For the past twelve weeks, I have been a student in a job-training program for women. Graduation day is looming, and I'm going to miss it.
However, I think that I come off as a bit of a shill. White, Jewish, under 40, native-born, and college-educated, I have to admit that I'm one of the few in the class to hit all those markers. However, this doesn't bother me in the slightest. When I was a kid, I went to school in Baldwin Hills. For those readers unfamiliar with Los Angeles, Baldwin Hills is an upper-middle-class neighborhood in LA. An upper-middle-class black neighborhood. I was the poor white kid from the broken home with the crazy, alcoholic father, and most of my classmates were black kids with intact families whose parents were professionals and drove BMWs. (It was the 80s--decade of greed and status symbols.) It was like living in the movie White Man's Burden. Naturally, given the demographic of the school, we learned a lot more than the usual Martin Luther King and George Washington Carver and Civil Rights Movement during Black History Month. In fact, it took me years to realize that suffrage leader Susan B. Anthony was Caucasian.
Fast forward to today. I consider myself fairly colorblind, with the upbringing I had. However, there were a couple of instances where I'm not so sure.
First of all, we had to create PowerPoint presentations for businesses we might like to start. When I put in pictures, I included a rather adorable one of Thing 1 (since my business was a forest kindergarten for city kids, it was relevant). My classmate saw the presentation, and asked me if the school was only for white people. I quickly added another picture, this one featuring two black kids. It hadn't even occurred to me that my classmates might not see themselves or their children in my presentation.

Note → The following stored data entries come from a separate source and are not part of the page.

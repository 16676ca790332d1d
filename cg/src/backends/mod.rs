//! External collaborator contracts
//!
//! Text generation, document retrieval, and live search live behind traits;
//! the engine never talks to a provider directly.

pub mod client;
mod error;
mod openai;
mod types;

pub use client::{DocumentIndex, LiveSearch, NullIndex, NullSearch, TextGenerator};
pub use error::BackendError;
pub use openai::OpenAIGenerator;
pub use types::{RetrievedDocument, SearchHit};
//! Session event system
//!
//! Pub/sub event bus, the event vocabulary, and the JSONL persistence
//! logger. Components publish to the bus; live channel bridges and the
//! logger subscribe.

mod bus;
mod logger;
mod types;

pub use bus::{create_event_bus, EventBus, EventEmitter, DEFAULT_CHANNEL_CAPACITY};
pub use logger::{read_session_events, spawn_event_logger, EventLogger};
pub use types::{EventData, SessionEvent};
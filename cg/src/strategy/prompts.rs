//! Shared prompt assembly for the strategies
//!
//! Artifact prompts follow the phrasing teachers expect in Indonesian
//! curriculum documents: CP (Capaian Pembelajaran) states competencies,
//! ATP (Alur Tujuan Pembelajaran) sequences learning goals.

use std::fmt::Write;

use crate::backends::RetrievedDocument;
use crate::domain::{ContentRequest, ARTIFACT_PRIMARY};

/// Core instruction for one artifact
pub(super) fn artifact_instruction(artifact: &str, request: &ContentRequest) -> String {
    let mut out = String::new();
    if artifact == ARTIFACT_PRIMARY {
        let _ = write!(
            out,
            "Buatlah Capaian Pembelajaran (CP) untuk mata pelajaran {} kelas {} fase {} dengan topik {}.",
            request.subject, request.grade, request.phase, request.topic
        );
        out.push_str(" CP harus menyatakan kompetensi yang mampu dicapai peserta didik dalam pembelajaran.");
    } else {
        let _ = write!(
            out,
            "Buatlah Alur Tujuan Pembelajaran (ATP) untuk mata pelajaran {} kelas {} fase {} dengan topik {}.",
            request.subject, request.grade, request.phase, request.topic
        );
        out.push_str(" ATP harus berisi urutan tujuan pembelajaran beserta indikator evaluasi untuk setiap tahap.");
    }
    if !request.sub_topic.trim().is_empty() {
        let _ = write!(out, " Sub-topik: {}.", request.sub_topic);
    }
    let _ = write!(out, " Alokasi waktu: {} menit.", request.time_allocation);
    out
}

/// Reference block from retrieved documents
pub(super) fn reference_block(docs: &[RetrievedDocument]) -> String {
    if docs.is_empty() {
        return String::new();
    }
    let mut out = String::from("\n\nDokumen referensi:\n");
    for (i, doc) in docs.iter().enumerate() {
        let _ = writeln!(out, "{}. [{}] {}", i + 1, doc.source, doc.content);
    }
    out
}

/// Additional context block (primary artifact or refinement feedback)
pub(super) fn context_block(extra_context: Option<&str>) -> String {
    match extra_context {
        Some(extra) if !extra.trim().is_empty() => format!("\n\nKonteks tambahan:\n{}", extra),
        _ => String::new(),
    }
}
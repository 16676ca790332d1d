//! Core domain types for the curriculum engine
//!
//! Value types are plain serde structs. Mutation of a [`Session`] only
//! happens through the session store actor; every other component receives
//! these types by reference and returns new values.

mod analysis;
mod request;
mod session;

pub use analysis::{ComplexityFactors, ComplexityLevel, StrategyDecision, StrategyScores, TaskAnalysis};
pub use request::{ContentRequest, ARTIFACT_PRIMARY, ARTIFACT_SECONDARY};
pub use session::{
    FinalResult, GenerationResult, ProcessingMetadata, Session, SessionStatus, ValidationFeedback,
};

The other was a little more amusing. We were planning an end-of-course potluck party, and being something of a queen of the deep-fry, I offer up some of my homemade fried chicken. It's one of my comfort foods, and I've been told that it's quite good by people who are not related to me. One of my classmates told me, "Now, you know we're all black women, and we'll know good fried chicken. It had better be good." I looked around at my cohort. (We were divided into three cohorts for this program) These were women I had been in class with for twelve weeks, and the cohort had only a little bit of change. I realized, after going to class with this group for three months, that I was the only white person in the room! I hadn't really thought about it. To me, they were just my classmates, and race had never really been a factor. But that is also a form of privilege in itself. To go through life not having to think about race.